Letters To A Blind Girl #4
That was such a powerful message and very relevant right now, as self-acceptance is the one thing I think we are all very much struggling to achieve. It used to be easy to feel inadequate if you were part of a minority. These days, our online world makes it easy for ANYONE to feel inadequate and isolated in a little bubble, looking out on a fame-and-fortune world to which we do not feel we belong. We have started to perceive “normal” to be a minority and now we are all striving for extraordinary.
And yet, (as you say) we have also found our comfort online, through like-minded people who are just like us. I guess it is all to do with how much we can relate to those we find.

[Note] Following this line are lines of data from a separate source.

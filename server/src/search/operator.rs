//! Search operators: the comparison semantics applied at a filter leaf.
//!
//! Each family is its own closed enum, so a leaf declares exactly which
//! operators its attribute accepts: a numeric operator on a text attribute
//! cannot be constructed.
//!
//! On the wire operators are adjacently tagged:
//! `{"operator": "contains", "value": "moon"}`, `{"operator": "isTrue"}`.

use std::time::Duration;

use chrono::{DateTime, Utc};
use serde::{Deserialize, Serialize};

/// Exact equality or inequality.
#[derive(Debug, Clone, PartialEq, Eq, Serialize, Deserialize)]
#[serde(tag = "operator", content = "value", rename_all = "camelCase")]
pub enum Equality<T> {
    Is(T),
    IsNot(T),
}

/// Case-insensitive text matching.
#[derive(Debug, Clone, PartialEq, Eq, Serialize, Deserialize)]
#[serde(tag = "operator", content = "value", rename_all = "camelCase")]
pub enum StringOp {
    Contains(String),
    DoesNotContain(String),
    BeginsWith(String),
    DoesNotBeginWith(String),
    EndsWith(String),
    DoesNotEndWith(String),
    /// Case-insensitive equality.
    Is(String),
    /// Case-insensitive inequality.
    IsNot(String),
}

/// Ordered comparison of a non-null number.
#[derive(Debug, Clone, Copy, PartialEq, Eq, Serialize, Deserialize)]
#[serde(tag = "operator", content = "value", rename_all = "camelCase")]
pub enum Numeric<T> {
    Is(T),
    IsNot(T),
    GreaterThan(T),
    LessThan(T),
}

/// Ordered comparison of a number that may be absent.
///
/// `IsNot(v)` also matches rows where the value is absent, while `Is(v)`
/// never does.
#[derive(Debug, Clone, Copy, PartialEq, Eq, Serialize, Deserialize)]
#[serde(tag = "operator", content = "value", rename_all = "camelCase")]
pub enum NumericNullable<T> {
    Is(T),
    IsNot(T),
    GreaterThan(T),
    LessThan(T),
    IsNull,
    IsNotNull,
}

/// Comparison of an instant.
///
/// The relative variants are measured back from "now". A missing date is
/// neither in the last period nor outside it.
#[derive(Debug, Clone, Copy, PartialEq, Eq, Serialize, Deserialize)]
#[serde(tag = "operator", content = "value", rename_all = "camelCase")]
pub enum DateOp {
    After(DateTime<Utc>),
    Before(DateTime<Utc>),
    IsInTheLast(Duration),
    IsNotInTheLast(Duration),
    IsNull,
    IsNotNull,
}

#[derive(Debug, Clone, Copy, PartialEq, Eq, Serialize, Deserialize)]
#[serde(tag = "operator", rename_all = "camelCase")]
pub enum BooleanOp {
    IsTrue,
    IsFalse,
}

As people without full sight, we may dream of living a life where we can drive, where we can recognise somebody from the other side of the room, where we can read books, magazines and road signs like anybody else around us. It is hard to accept that so many others have things that we do not and possibly don’t even seem to realise how lucky they are.
In 2018, as any kind of human being, we envy others for things like their huge following on social media, the YouTube videos in which they show off their millionaire mansions, the success people are having in their lives that we can only dream about.

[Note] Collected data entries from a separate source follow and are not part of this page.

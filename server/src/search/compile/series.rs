//! Series filter compilation.

use super::{CompileError, CompiledFilter, Scope, SearchCondition, leaf};
use crate::search::condition::{AuthorMatch, SeriesCondition};
use crate::search::join::{Entity, RequiredJoin};
use crate::search::operator::{BooleanOp, Equality};
use crate::search::predicate::{Comparison, Predicate, SubQuery, TextMatch};
use crate::search::schema::{
    book_metadata_aggregation, book_metadata_aggregation_author, book_metadata_aggregation_tag,
    collection_series, read_progress_series, series, series_metadata, series_metadata_genre,
    series_metadata_sharing, series_metadata_tag,
};
use crate::types::{CollectionId, ReadStatus};

impl SearchCondition for SeriesCondition {
    const ENTITY: Entity = Entity::Series;

    fn compile_with(&self, scope: &Scope<'_>) -> Result<CompiledFilter, CompileError> {
        let compiled = match self {
            Self::AllOf(children) => CompiledFilter::all_of(compile_all(children, scope)?),
            Self::AnyOf(children) => CompiledFilter::any_of(compile_all(children, scope)?),
            Self::LibraryId(op) => CompiledFilter::new(leaf::equality(op, series::LIBRARY_ID)),
            Self::CollectionId(op) => collection(op),
            Self::Deleted(op) => CompiledFilter::new(leaf::presence(*op, series::DELETED_DATE)),
            Self::Complete(op) => metadata(complete(*op)),
            Self::OneShot(op) => CompiledFilter::new(leaf::boolean(*op, series::ONESHOT)),
            Self::Title(op) => metadata(leaf::string(op, series_metadata::TITLE)),
            Self::TitleSort(op) => metadata(leaf::string(op, series_metadata::TITLE_SORT)),
            Self::ReleaseDate(op) => CompiledFilter::with_join(
                leaf::date(op, book_metadata_aggregation::RELEASE_DATE, scope.now),
                RequiredJoin::BookMetadataAggregation,
            ),
            Self::ReadStatus(op) => read_status(op, scope)?,
            Self::SeriesStatus(op) => metadata(leaf::equality(op, series_metadata::STATUS)),
            Self::AgeRating(op) => {
                metadata(leaf::numeric_nullable(op, series_metadata::AGE_RATING))
            }
            Self::Language(op) => {
                metadata(leaf::text_equality(op, series_metadata::LANGUAGE, true))
            }
            Self::Publisher(op) => {
                metadata(leaf::text_equality(op, series_metadata::PUBLISHER, true))
            }
            Self::Genre(op) => CompiledFilter::new(leaf::multi_valued(
                op,
                series::ID,
                series_metadata_genre::SERIES_ID,
                series_metadata_genre::GENRE,
            )),
            Self::Tag(op) => CompiledFilter::new(tag(op)),
            Self::SharingLabel(op) => CompiledFilter::new(leaf::multi_valued(
                op,
                series::ID,
                series_metadata_sharing::SERIES_ID,
                series_metadata_sharing::LABEL,
            )),
            Self::Author(op) => CompiledFilter::new(author(op)),
        };
        Ok(compiled)
    }
}

fn compile_all(
    children: &[SeriesCondition],
    scope: &Scope<'_>,
) -> Result<Vec<CompiledFilter>, CompileError> {
    children
        .iter()
        .map(|child| child.compile_with(scope))
        .collect()
}

fn metadata(predicate: Predicate) -> CompiledFilter {
    CompiledFilter::with_join(predicate, RequiredJoin::SeriesMetadata)
}

fn collection(op: &Equality<CollectionId>) -> CompiledFilter {
    match op {
        Equality::Is(id) => CompiledFilter::with_join(
            Predicate::eq(collection_series::collection_id_for(id), id.clone()),
            RequiredJoin::Collection(id.clone()),
        ),
        Equality::IsNot(id) => CompiledFilter::new(Predicate::not_in_subquery(
            series::ID,
            SubQuery::new(
                collection_series::SERIES_ID,
                Predicate::eq(collection_series::COLLECTION_ID, id.clone()),
            ),
        )),
    }
}

/// A series is complete when its expected total is known and reached.
fn complete(op: BooleanOp) -> Predicate {
    let total = series_metadata::TOTAL_BOOK_COUNT;
    let reached = |comparison| Predicate::CompareColumns {
        left: total.clone(),
        op: comparison,
        right: series::BOOK_COUNT,
    };
    match op {
        BooleanOp::IsTrue => Predicate::IsNotNull(total.clone()).and(reached(Comparison::Eq)),
        BooleanOp::IsFalse => Predicate::IsNull(total.clone()).or(reached(Comparison::NotEq)),
    }
}

/// Read count of the acting user compared to the number of books.
fn read_status(
    op: &Equality<ReadStatus>,
    scope: &Scope<'_>,
) -> Result<CompiledFilter, CompileError> {
    let user = scope.user("read status")?;
    let read_count = read_progress_series::READ_COUNT;
    let against_books = |comparison| Predicate::CompareColumns {
        left: read_count.clone(),
        op: comparison,
        right: series::BOOK_COUNT,
    };
    let predicate = match op {
        Equality::Is(ReadStatus::Unread) => Predicate::IsNull(read_count.clone()),
        Equality::Is(ReadStatus::Read) => against_books(Comparison::Eq),
        Equality::Is(ReadStatus::InProgress) => {
            Predicate::IsNotNull(read_count.clone()).and(against_books(Comparison::NotEq))
        }
        Equality::IsNot(ReadStatus::Unread) => Predicate::IsNotNull(read_count.clone()),
        Equality::IsNot(ReadStatus::Read) => {
            Predicate::IsNull(read_count.clone()).or(against_books(Comparison::NotEq))
        }
        Equality::IsNot(ReadStatus::InProgress) => {
            Predicate::IsNull(read_count.clone()).or(against_books(Comparison::Eq))
        }
    };
    tracing::trace!(user = %user, ?op, "compiled series read status");
    let join = RequiredJoin::ReadProgress(user.clone());
    Ok(CompiledFilter::with_join(predicate, join))
}

/// Tags of the series itself or of any of its books.
fn tag(op: &Equality<String>) -> Predicate {
    let own = leaf::multi_valued(
        op,
        series::ID,
        series_metadata_tag::SERIES_ID,
        series_metadata_tag::TAG,
    );
    let from_books = leaf::multi_valued(
        op,
        series::ID,
        book_metadata_aggregation_tag::SERIES_ID,
        book_metadata_aggregation_tag::TAG,
    );
    match op {
        Equality::Is(_) => own.or(from_books),
        Equality::IsNot(_) => own.and(from_books),
    }
}

fn author(op: &Equality<AuthorMatch>) -> Predicate {
    let (criteria, negated) = match op {
        Equality::Is(criteria) => (criteria, false),
        Equality::IsNot(criteria) => (criteria, true),
    };
    if criteria.is_empty() {
        return Predicate::True;
    }
    let mut parts = Vec::new();
    if let Some(name) = criteria.name.as_deref() {
        let column = book_metadata_aggregation_author::NAME;
        parts.push(Predicate::text(column, TextMatch::Equals, name, false));
    }
    if let Some(role) = criteria.role.as_deref() {
        let column = book_metadata_aggregation_author::ROLE;
        parts.push(Predicate::text(column, TextMatch::Equals, role, false));
    }
    let series_id = book_metadata_aggregation_author::SERIES_ID;
    Predicate::InSubquery {
        column: series::ID,
        subquery: SubQuery::new(series_id, Predicate::all(parts)),
        negated,
    }
}

#[cfg(test)]
mod tests {
    use super::*;
    use crate::auth::SecurityContext;
    use crate::search::DateOp;
    use crate::search::join::JoinSet;
    use crate::search::operator::NumericNullable;
    use crate::time::{FixedTimeSource, TimeSource};
    use crate::types::UserId;

    fn try_compile(condition: &SeriesCondition) -> Result<CompiledFilter, CompileError> {
        let context = SecurityContext::for_user(UserId::new("reader"));
        let scope = Scope::new(&context, FixedTimeSource::default().now());
        condition.compile_with(&scope)
    }

    fn compile(condition: &SeriesCondition) -> CompiledFilter {
        try_compile(condition).expect("compiles")
    }

    #[test]
    fn test_collection_is_and_is_not() {
        let a = CollectionId::new("a");
        let is = compile(&SeriesCondition::CollectionId(Equality::Is(a.clone())));
        assert_eq!(
            is.required_joins,
            JoinSet::from([RequiredJoin::Collection(a.clone())])
        );
        let is_not = compile(&SeriesCondition::CollectionId(Equality::IsNot(a)));
        assert!(is_not.required_joins.is_empty());
    }

    #[test]
    fn test_complete_and_its_negation() {
        let complete = compile(&SeriesCondition::Complete(BooleanOp::IsTrue));
        let total = series_metadata::TOTAL_BOOK_COUNT;
        let reached = Predicate::CompareColumns {
            left: total.clone(),
            op: Comparison::Eq,
            right: series::BOOK_COUNT,
        };
        let expected = Predicate::And(vec![Predicate::IsNotNull(total), reached]);
        assert_eq!(complete.predicate, expected);
        assert_eq!(
            complete.required_joins,
            JoinSet::from([RequiredJoin::SeriesMetadata])
        );
        let incomplete = compile(&SeriesCondition::Complete(BooleanOp::IsFalse));
        assert!(matches!(incomplete.predicate, Predicate::Or(_)));
    }

    #[test]
    fn test_read_status_measures_read_count_against_books() {
        let read = SeriesCondition::ReadStatus(Equality::Is(ReadStatus::Read));
        let compiled = compile(&read);
        let expected = Predicate::CompareColumns {
            left: read_progress_series::READ_COUNT,
            op: Comparison::Eq,
            right: series::BOOK_COUNT,
        };
        assert_eq!(compiled.predicate, expected);
        assert_eq!(
            compiled.required_joins,
            JoinSet::from([RequiredJoin::ReadProgress(UserId::new("reader"))])
        );
    }

    #[test]
    fn test_read_status_without_user_fails() {
        let context = SecurityContext::unrestricted();
        let scope = Scope::new(&context, FixedTimeSource::default().now());
        let condition = SeriesCondition::ReadStatus(Equality::IsNot(ReadStatus::Unread));
        let result = condition.compile_with(&scope);
        assert!(matches!(result, Err(CompileError::MissingUser { .. })));
    }

    #[test]
    fn test_tag_checks_series_and_book_tags() {
        let fiction = || "fiction".to_owned();
        let is = compile(&SeriesCondition::Tag(Equality::Is(fiction())));
        assert!(matches!(&is.predicate, Predicate::Or(parts) if parts.len() == 2));
        let is_not = compile(&SeriesCondition::Tag(Equality::IsNot(fiction())));
        let Predicate::And(parts) = is_not.predicate else {
            panic!("expected a conjunction");
        };
        assert_eq!(parts.len(), 2);
        for part in &parts {
            assert!(matches!(part, Predicate::InSubquery { negated: true, .. }));
        }
        assert!(is.required_joins.is_empty());
    }

    #[test]
    fn test_age_rating_is_not_includes_unrated() {
        let compiled = compile(&SeriesCondition::AgeRating(NumericNullable::IsNot(12)));
        assert_eq!(
            compiled.predicate,
            Predicate::Or(vec![
                Predicate::ne(series_metadata::AGE_RATING, 12),
                Predicate::IsNull(series_metadata::AGE_RATING),
            ])
        );
    }

    #[test]
    fn test_language_ignores_case() {
        let compiled = compile(&SeriesCondition::Language(Equality::Is("EN".to_owned())));
        let expected = Predicate::text(series_metadata::LANGUAGE, TextMatch::Equals, "EN", false);
        assert_eq!(compiled.predicate, expected);
    }

    #[test]
    fn test_author_and_release_date_use_aggregation() {
        let compiled = compile(&SeriesCondition::AllOf(vec![
            SeriesCondition::Author(Equality::Is(AuthorMatch::name("Herge"))),
            SeriesCondition::ReleaseDate(DateOp::IsNotNull),
        ]));
        assert_eq!(
            compiled.required_joins,
            JoinSet::from([RequiredJoin::BookMetadataAggregation])
        );
    }

    #[test]
    fn test_empty_author_match_is_a_no_op() {
        let any_author = SeriesCondition::Author(Equality::IsNot(AuthorMatch::default()));
        assert_eq!(compile(&any_author), CompiledFilter::always());
    }

    #[test]
    fn test_empty_author_match_absorbs_any_of() {
        let any = SeriesCondition::AnyOf(vec![
            SeriesCondition::Author(Equality::Is(AuthorMatch::default())),
            SeriesCondition::Genre(Equality::Is("horror".to_owned())),
        ]);
        assert_eq!(compile(&any).predicate, Predicate::True);
    }
}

In short, whatever we want - big or small - we all want MORE than we have.
This thought cycle can be extremely toxic to us, however, because it perpetuates the notion that we are not good enough the way we are right now.
Perhaps this is why we are finding self-acceptance so impossible as a society.
Perhaps comparison pushes us to grow, develop and keep upping our game.
As my Mum is always reminding me, “we all have some form of disability”. Our greatest disability and one of the most debilitating, of course, is when we cannot accept ourselves as enough. It is an invisible disability, but it is a dangerous one for anybody to suffer from.
It is strange to see our lives from somebody else’s perspective. Sometimes it can be very enlightening. I remember when I was 18 years old at university, after having a week of feeling pretty sorry for myself, when one of my flatmates at the time said something which has always stuck with me. A few of us were talking about life and how difficult it can be. I think I made some solemn comment on my own situation. My flatmate exhaled a soft wisp of laughter and said, “Yeah right, what do you have to be down about?” This was interesting. Where all I could see were all the bad things in my life, all he could see were the positive parts. He honestly believed I had everything going for me and it made me question my own perception.
In a world where we have so many outlets, do you think comparison is helping us or hurting us? Do you think it is detrimental to our own self-acceptance?